Management of challenging myelofibrosis after JAK inhibitor failure and/or progression.

机构信息

Department of Hematology and Oncology, University of Texas Health Science Center San Antonio, San Antonio, TX 78249, USA.

UT Health San Antonio MD Anderson Cancer Center, University of Texas Health Science Center San Antonio, San Antonio, TX 78249, USA.

出版信息

Blood Rev. 2020 Jul;42:100716. doi: 10.1016/j.blre.2020.100716. Epub 2020 May 30.

Abstract

The myeloproliferative neoplasms (MPNs) encompass a heterogenous set of diseases that have variable survival, but in the setting of treatment refractory and progressive disease, prognosis has been characteristically poor.
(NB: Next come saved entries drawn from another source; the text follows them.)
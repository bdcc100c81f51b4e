//! HTTP client for the external publishing service ("the synchronizer").
//!
//! Four calls: login and token refresh (used by the credential manager),
//! batch job submission (companion request path of the event channel), and
//! the synchronous single-platform post.

use async_trait::async_trait;
use chrono::{DateTime, Utc};
use reqwest::Client;
use serde::{Deserialize, Serialize};

use super::images::PreparedImage;

#[derive(Debug, thiserror::Error)]
pub enum SynchronizerError {
    #[error("HTTP error: {0}")]
    Http(#[from] reqwest::Error),
    #[error("synchronizer API error: {0}")]
    Api(String),
}

/// A freshly issued bearer token with its absolute expiry.
#[derive(Debug, Clone, Serialize, Deserialize)]
#[serde(rename_all = "camelCase")]
pub struct TokenGrant {
    pub token: String,
    pub expires_at: DateTime<Utc>,
}

#[derive(Debug, Deserialize)]
#[serde(rename_all = "camelCase")]
struct RefreshResponse {
    access_token: String,
}

/// Batch job envelope for `/publish-all/post`. The `session_id` ties the
/// submission to the event channel the caller is already listening on.
#[derive(Debug, Clone, Serialize)]
#[serde(rename_all = "camelCase")]
pub struct BatchJob {
    pub platforms: Vec<String>,
    pub instance_id: String,
    pub post_id: String,
    pub text: Option<String>,
    pub images: Vec<PreparedImage>,
    pub tags: Vec<String>,
    pub session_id: String,
    #[serde(skip_serializing_if = "Option::is_none")]
    pub platform_options: Option<serde_json::Value>,
}

/// Single-platform job envelope for `/{platform}/post`.
#[derive(Debug, Clone, Serialize)]
#[serde(rename_all = "camelCase")]
pub struct SingleJob {
    pub instance_id: String,
    pub post_id: String,
    pub text: Option<String>,
    pub tags: Vec<String>,
    pub images: Vec<String>,
    #[serde(skip_serializing_if = "Option::is_none")]
    pub blog_name: Option<String>,
}

/// Upstream status and body of a single-platform post, passed through to the
/// caller unmodified.
#[derive(Debug, Clone)]
pub struct UpstreamResponse {
    pub status: u16,
    pub body: serde_json::Value,
}

impl UpstreamResponse {
    pub fn succeeded(&self) -> bool {
        self.status == 200 || self.status == 201
    }
}

/// Job submission seam for the coordinator; tests substitute a fake.
#[async_trait]
pub trait JobGateway: Send + Sync {
    /// Submit the batch job. `Ok(false)` means the synchronizer answered with
    /// something other than 202; the caller decides whether to keep waiting.
    async fn submit_batch(&self, token: &str, job: &BatchJob)
    -> Result<bool, SynchronizerError>;

    async fn post_single(
        &self,
        token: &str,
        platform: &str,
        job: &SingleJob,
    ) -> Result<UpstreamResponse, SynchronizerError>;
}

#[derive(Clone)]
pub struct SynchronizerClient {
    base_url: String,
    http: Client,
}

impl SynchronizerClient {
    pub fn new(base_url: &str, http: Client) -> Self {
        Self {
            base_url: base_url.trim_end_matches('/').to_string(),
            http,
        }
    }

    /// Full login with credentials plus the static access key. A 200 body
    /// carries both the token and its expiry.
    pub async fn login(
        &self,
        username: &str,
        password: &str,
        access_key: &str,
    ) -> Result<TokenGrant, SynchronizerError> {
        let resp = self
            .http
            .post(format!("{}/auth/login", self.base_url))
            .json(&serde_json::json!({
                "username": username,
                "password": password,
                "accessToken": access_key,
            }))
            .send()
            .await?;

        if !resp.status().is_success() {
            let text = resp.text().await?;
            return Err(SynchronizerError::Api(text));
        }

        let grant: TokenGrant = resp.json().await?;
        Ok(grant)
    }

    /// Renew a still-valid token. Returns only the new token string; the
    /// caller assigns the new expiry window.
    pub async fn refresh(
        &self,
        current_token: &str,
        access_key: &str,
    ) -> Result<String, SynchronizerError> {
        let resp = self
            .http
            .post(format!("{}/auth/token/refresh", self.base_url))
            .header("Authorization", format!("Bearer {}", current_token))
            .json(&serde_json::json!({ "accessToken": access_key }))
            .send()
            .await?;

        if !resp.status().is_success() {
            let text = resp.text().await?;
            return Err(SynchronizerError::Api(text));
        }

        let refreshed: RefreshResponse = resp.json().await?;
        Ok(refreshed.access_token)
    }
}

#[async_trait]
impl JobGateway for SynchronizerClient {
    async fn submit_batch(
        &self,
        token: &str,
        job: &BatchJob,
    ) -> Result<bool, SynchronizerError> {
        let resp = self
            .http
            .post(format!("{}/publish-all/post", self.base_url))
            .header("Authorization", format!("Bearer {}", token))
            .json(job)
            .send()
            .await?;

        let status = resp.status();
        if status.as_u16() != 202 {
            let body = resp.text().await.unwrap_or_default();
            tracing::error!(
                status = status.as_u16(),
                body,
                "synchronizer did not accept the batch job"
            );
            return Ok(false);
        }

        tracing::info!("batch job accepted (202); awaiting channel events");
        Ok(true)
    }

    async fn post_single(
        &self,
        token: &str,
        platform: &str,
        job: &SingleJob,
    ) -> Result<UpstreamResponse, SynchronizerError> {
        let resp = self
            .http
            .post(format!("{}/{}/post", self.base_url, platform))
            .header("Authorization", format!("Bearer {}", token))
            .json(job)
            .send()
            .await?;

        let status = resp.status().as_u16();
        let body = resp
            .json::<serde_json::Value>()
            .await
            .unwrap_or(serde_json::Value::Null);

        Ok(UpstreamResponse { status, body })
    }
}
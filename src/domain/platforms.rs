//! Platform lookup and name canonicalization

use sqlx::{Executor, Postgres};

/// A publishing target registered in the database.
#[derive(Debug, Clone, sqlx::FromRow)]
pub struct Platform {
    pub id: i64,
    pub name: String,
    pub active: bool,
}

/// Resolve platform-name aliases to their canonical form.
///
/// "x" (any case) is an alias for "twitter". Canonicalization is idempotent:
/// an already-canonical name passes through unchanged. Every platform lookup
/// and comparison must go through this first.
pub fn canonical_name(name: &str) -> String {
    let lowered = name.to_lowercase();
    if lowered == "x" {
        "twitter".to_string()
    } else {
        lowered
    }
}

pub async fn find_by_name<'e, E>(executor: E, name: &str) -> Result<Option<Platform>, sqlx::Error>
where
    E: Executor<'e, Database = Postgres>,
{
    sqlx::query_as(
        r#"
        SELECT id, name, active FROM platforms WHERE name = $1
        "#,
    )
    .bind(canonical_name(name))
    .fetch_optional(executor)
    .await
}

/// Fetch the platforms matching the given canonical names. Names without a
/// matching row are simply absent from the result; the caller decides whether
/// that is an error.
pub async fn find_by_names<'e, E>(
    executor: E,
    names: &[String],
) -> Result<Vec<Platform>, sqlx::Error>
where
    E: Executor<'e, Database = Postgres>,
{
    sqlx::query_as(
        r#"
        SELECT id, name, active FROM platforms WHERE name = ANY($1) ORDER BY id
        "#,
    )
    .bind(names)
    .fetch_all(executor)
    .await
}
JAK inhibition with ruxolitinib or fedratinib therapy has become the first line treatment for symptomatic or intermediate to high risk myelofibrosis. However, after three years of ruxolitinib therapy, approximately half of all patients with myelofibrosis will likely have stopped treatment. JAK inhibition failure represents a mixture of etiologies, including drug intolerance, suboptimal dosing, drug resistance, or progression of disease. JAK inhibition failure and accelerated/blast phase have now become the primary clinical challenges in the treatment of myelofibrosis and high risk polycythemia vera, and no phase III trials or clear treatment guidelines exist to guide management strategies in this setting. On the other hand, this represents an exciting time in treatment of JAK inhibitor failure and accelerated phase MPNs due to the advent of recently approved drugs as well as new targeted agents currently under investigation. In this article, we review the management options for these challenging clinical scenarios. We discuss the options for JAK inhibitor dose optimization and overcoming resistance by utilizing combinations of JAK inhibition, primarily ruxolitinib, with alternative commercially available therapies. For patients who have progressed, we discuss recent data regarding targeted therapy options approved for AML that represent potentially efficacious options in the progressive MPN setting. We also discuss the new clinical agents under development in MF and accelerated MPNs that may offer new therapeutic options in the years to come.

摘要

骨髓增殖性肿瘤(MPN)包括一组异质性疾病,这些疾病的生存情况各不相同,但在治疗无效和疾病进展的情况下,预后通常较差。用芦可替尼或 fedratinib 进行 JAK 抑制已成为治疗有症状或中高危骨髓纤维化的一线治疗方法。然而,在接受芦可替尼治疗三年后,大约一半的骨髓纤维化患者可能已经停止治疗。JAK 抑制失败代表了多种病因,包括药物不耐受、剂量不足、耐药性或疾病进展。JAK 抑制失败和加速/急变期现在已成为骨髓纤维化和高危原发性血小板增多症治疗的主要临床挑战,目前尚无 III 期试验或明确的治疗指南来指导这一领域的管理策略。另一方面,由于最近批准的药物以及目前正在研究的新靶向药物的出现,JAK 抑制剂失败和加速期 MPN 的治疗现在是一个令人兴奋的时期。在本文中,我们回顾了这些具有挑战性的临床情况的治疗选择。我们讨论了优化 JAK 抑制剂剂量和通过联合使用 JAK 抑制(主要是芦可替尼)和其他可获得的商业治疗方法来克服耐药性的选择。对于已经进展的患者,我们讨论了最近批准的用于 AML 的靶向治疗选择的数据,这些数据代表了在进展性 MPN 环境中可能有效的选择。我们还讨论了在 MF 和加速 MPN 中开发的新临床药物,这些药物可能在未来几年提供新的治疗选择。